------ Material for the task ------

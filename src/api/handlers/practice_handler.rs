use axum::{
    Json,
    extract::{Extension, Path, State},
    response::IntoResponse,
};
use tracing::debug;

use crate::{
    api::{app_state::AppState, dto::practice_dto::*},
    error::AppError,
    security::Claims,
    services::practice::GenerateParams,
};

/// 缺省题目数量
const DEFAULT_COUNT: usize = 5;

/// 缺省难度
const DEFAULT_DIFFICULTY: u8 = 2;

pub async fn generate_practice(
    State(state): State<AppState>,
    Extension(claims): Extension<Claims>,
    Path(plan_id): Path<String>,
    Json(request): Json<GeneratePracticeRequest>,
) -> Result<impl IntoResponse, AppError> {
    let params = GenerateParams {
        count: request.count.unwrap_or(DEFAULT_COUNT),
        difficulty: request.difficulty.unwrap_or(DEFAULT_DIFFICULTY),
        weakness_mode: request.weakness_mode.unwrap_or(false),
    };

    debug!(
        "Generating practice for plan {}: count={}, difficulty={}, weakness_mode={}",
        plan_id, params.count, params.difficulty, params.weakness_mode
    );

    let questions = state
        .practice_service
        .generate(&claims.user_id, &plan_id, params)
        .await?;

    let questions: Vec<QuestionView> = questions.into_iter().map(Into::into).collect();
    let count = questions.len();

    Ok(Json(GeneratePracticeResponse {
        plan_id,
        questions,
        count,
    }))
}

------

Prompt: Using the entries above, copy out all lines that contain the string "Path".

Answer to this exercise:
    extract::{Extension, Path, State},
    Path(plan_id): Path<String>,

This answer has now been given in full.